この二点を確認した本。改めて客観的に見てみるとすごく面白かった。

 

もくじ

はじめに「最近なんだか伝わっている手応えも実感もない」とお嘆きのあなたに

第一章 「情報の”砂の一粒”時代」がやってきた 「伝える仕事」に携わる人にとっての超アゲンスト
第二章 忘れちゃいけない!情報”砂の一粒”時代「以前」を生きる生活者たち 生活者を2つに切り分けてプランニングする
第三章 友人知人という最強メディア 砂一時代という超アゲンストに打ち勝つ方法
第四章 ファンベースとマスベース 砂一時代と砂一時代以前でプランニングを切り分ける
第五章 ファンにアプローチする3つの方法 砂一時代の生活者にどうリーチするか
第六章 ファンからオーガニックな言葉を引き出す7つの方法 砂一時代の生活者が態度変容するオーガニックリーチ
第七章 どんな課題でも70点以上取れるプランナーになるために 「基本的な構築」を一番大切にしよう

おしまいに ボクたちは幸せな時代に生きている

 

気になった

【砂一時代の生活者】
2010年の1年間で、世界中の砂浜の砂の数と同じ1ゼタバイトの情報が流れた

(SNSで)昨日シェアされてきた情報、RTされて回ってきた情報はほとんど覚えていない。そのくらい、情報を頭から消していく

総合的なプランニングなしにただ「いいコンテンツ」を作っても、まず見てもらえない。「覚えてもらう」なんてどのくらい不可能か、ちょっと考えればすぐわかる

 
【砂一時代以前の生活者】
ネットを毎日は利用しない人が約5670万人いる。おまけに検索をほとんど使っていない人も、日本にで6000〜7000万人くらいいそう(2014年・「ちょっと乱暴な推論」前提)
→参照:TOPS OF 2014: DIGITAL IN JAPAN ~ニールセン2014年 日本のインターネットサービス利用者数ランキングを発表~ | ニュースリリース | ニールセン株式会社

総務省「平成25年情報通信メディアの利用時間と情報行動に関する調査報告書」によると主なソーシャルメディア利用率は全体で57.1%。つまりソーシャルメディアを利用していない人は42.9%となる。

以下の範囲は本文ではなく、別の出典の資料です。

// Resampler - windowed-sinc sample rate conversion
//
// Every waveform is analysed at the canonical 48 kHz rate. Sources recorded
// at other rates are converted in a single pass with rubato's fixed-input
// sinc resampler; same-rate input is copied through untouched.

use rubato::{
    Resampler as RubatoResampler, SincFixedIn, SincInterpolationParameters,
    SincInterpolationType, WindowFunction,
};

use crate::error::AudioError;

const SINC_LEN: usize = 256;

/// Output length for `len` input samples: `ceil(len * to_rate / from_rate)`
pub fn expected_len(len: usize, from_rate: u32, to_rate: u32) -> usize {
    (len as u64 * to_rate as u64).div_ceil(from_rate as u64) as usize
}

/// Stateless sample rate converter
pub struct Resampler;

impl Resampler {
    /// Resample mono audio from `from_rate` to `to_rate`
    ///
    /// # Returns
    /// Samples at `to_rate`, exactly `expected_len(len, from_rate, to_rate)` long
    pub fn resample(samples: &[f32], from_rate: u32, to_rate: u32) -> Result<Vec<f32>, AudioError> {
        if from_rate == to_rate || samples.is_empty() {
            return Ok(samples.to_vec());
        }
        if from_rate == 0 || to_rate == 0 {
            return Err(AudioError::ResampleFailed {
                reason: format!("cannot convert {} Hz to {} Hz", from_rate, to_rate),
            });
        }

        let params = SincInterpolationParameters {
            sinc_len: SINC_LEN,
            f_cutoff: 0.95,
            interpolation: SincInterpolationType::Linear,
            oversampling_factor: 256,
            window: WindowFunction::BlackmanHarris2,
        };

        // zero tail flushes the filter delay
        let mut padded = Vec::with_capacity(samples.len() + SINC_LEN);
        padded.extend_from_slice(samples);
        padded.resize(samples.len() + SINC_LEN, 0.0);

        let ratio = to_rate as f64 / from_rate as f64;
        let mut resampler = SincFixedIn::<f32>::new(ratio, 2.0, params, padded.len(), 1)
            .map_err(|err| AudioError::ResampleFailed {
                reason: err.to_string(),
            })?;
        let delay = resampler.output_delay();

        let output = resampler
            .process(&[padded], None)
            .map_err(|err| AudioError::ResampleFailed {
                reason: err.to_string(),
            })?;

        let target_len = expected_len(samples.len(), from_rate, to_rate);
        let mut resampled: Vec<f32> = output
            .into_iter()
            .next()
            .unwrap_or_default()
            .into_iter()
            .skip(delay)
            .take(target_len)
            .collect();
        resampled.resize(target_len, 0.0);

        tracing::debug!(
            "[Resampler] {} samples @ {} Hz -> {} samples @ {} Hz (delay {})",
            samples.len(),
            from_rate,
            resampled.len(),
            to_rate,
            delay
        );

        Ok(resampled)
    }
}

#[cfg(test)]
mod tests {
    use super::*;

    #[test]
    fn test_same_rate_is_passthrough() {
        let samples = vec![0.1, -0.2, 0.3];
        let out = Resampler::resample(&samples, 48_000, 48_000).unwrap();
        assert_eq!(out, samples);
    }

    #[test]
    fn test_upsample_length_scales_with_ratio() {
        let samples: Vec<f32> = (0..24_000)
            .map(|i| (2.0 * std::f32::consts::PI * 440.0 * i as f32 / 24_000.0).sin())
            .collect();
        let out = Resampler::resample(&samples, 24_000, 48_000).unwrap();

        let expected = 48_000.0;
        let ratio = out.len() as f32 / expected;
        assert!(
            (0.95..=1.05).contains(&ratio),
            "expected ~{} samples, got {}",
            expected,
            out.len()
        );
    }

    #[test]
    fn test_cd_rate_keeps_exact_duration() {
        let samples: Vec<f32> = (0..132_300)
            .map(|i| 0.5 * (2.0 * std::f32::consts::PI * 1_000.0 * i as f32 / 44_100.0).sin())
            .collect();
        let out = Resampler::resample(&samples, 44_100, 48_000).unwrap();
        assert_eq!(out.len(), 144_000);

        // the tail survives: last 10 ms still carry the tone
        let tail_peak = out[out.len() - 480..]
            .iter()
            .fold(0.0f32, |acc, v| acc.max(v.abs()));
        assert!(tail_peak > 0.3, "tail peak {}", tail_peak);
    }

    #[test]
    fn test_output_is_aligned_with_input() {
        let mut samples = vec![0.0f32; 16_000];
        samples[8_000] = 1.0;
        let out = Resampler::resample(&samples, 16_000, 48_000).unwrap();
        assert_eq!(out.len(), 48_000);

        let peak = out
            .iter()
            .enumerate()
            .max_by(|a, b| a.1.abs().total_cmp(&b.1.abs()))
            .map(|(i, _)| i)
            .unwrap();
        assert!((peak as i64 - 24_000).abs() <= 2, "peak at {}", peak);
    }

    #[test]
    fn test_expected_len_rounds_up() {
        assert_eq!(expected_len(132_300, 44_100, 48_000), 144_000);
        assert_eq!(expected_len(1, 44_100, 48_000), 2);
        assert_eq!(expected_len(3, 48_000, 16_000), 1);
    }

    #[test]
    fn test_zero_rate_is_rejected() {
        let err = Resampler::resample(&[0.0; 8], 0, 48_000).unwrap_err();
        assert!(matches!(err, AudioError::ResampleFailed { .. }));
    }
}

→国民の半分くらいが「砂一時代以前」の情報環境の生活者

→あなたが笑顔にしたい相手が「砂一時代の生活者」なのか「砂一時代以前の生活者」なのか。全く違うやり方をしなくてはいけない。

 
【検索について】
検索もここまで情報が多いとそんなに便利じゃない。「自分にぴったりの情報」を探すにはすでに不便といってもいい。

→鹿児島に行った際に「一人で入ってほっと出来るような居酒屋」を探す際に、検索は世間的に評価が高かったり人気があったりする居酒屋が上位に来る。でもそういう居酒屋にあなたがいきたいとは限らない。

→一番信頼できるのは「あなたと価値観や環境が近い友人知人」。その人はあなたの「文脈」を知っている。

 
【知人友人への共感】
競馬に興味関心がないA君は素敵なタレントを起用したCMを見ても全く心を動かされない。情報が多すぎて興味関心がない情報はスルーされる

A君の長い付き合いのある友人Z君がおすすめをするとA君の心が動く
→ただし競馬に共感したのではなくZ君という友人に共感した。RTやいいね!も商品ではなくその友人知人に共感している。
コンテンツは面白くても砂一時代の生活者には情報が多すぎて商品そのものに関心がわかない。
 (競馬の面白い動画がシェアされても「動画は面白いけど競馬はやらねーよw」となる)

 
【ファンに対しての対応】
笑っちゃうくらいな超アゲンスト状況でも、ファンは情報を喜んで受け取ってくれる。そういう人たちに伝えたい情報を丁寧に届ける。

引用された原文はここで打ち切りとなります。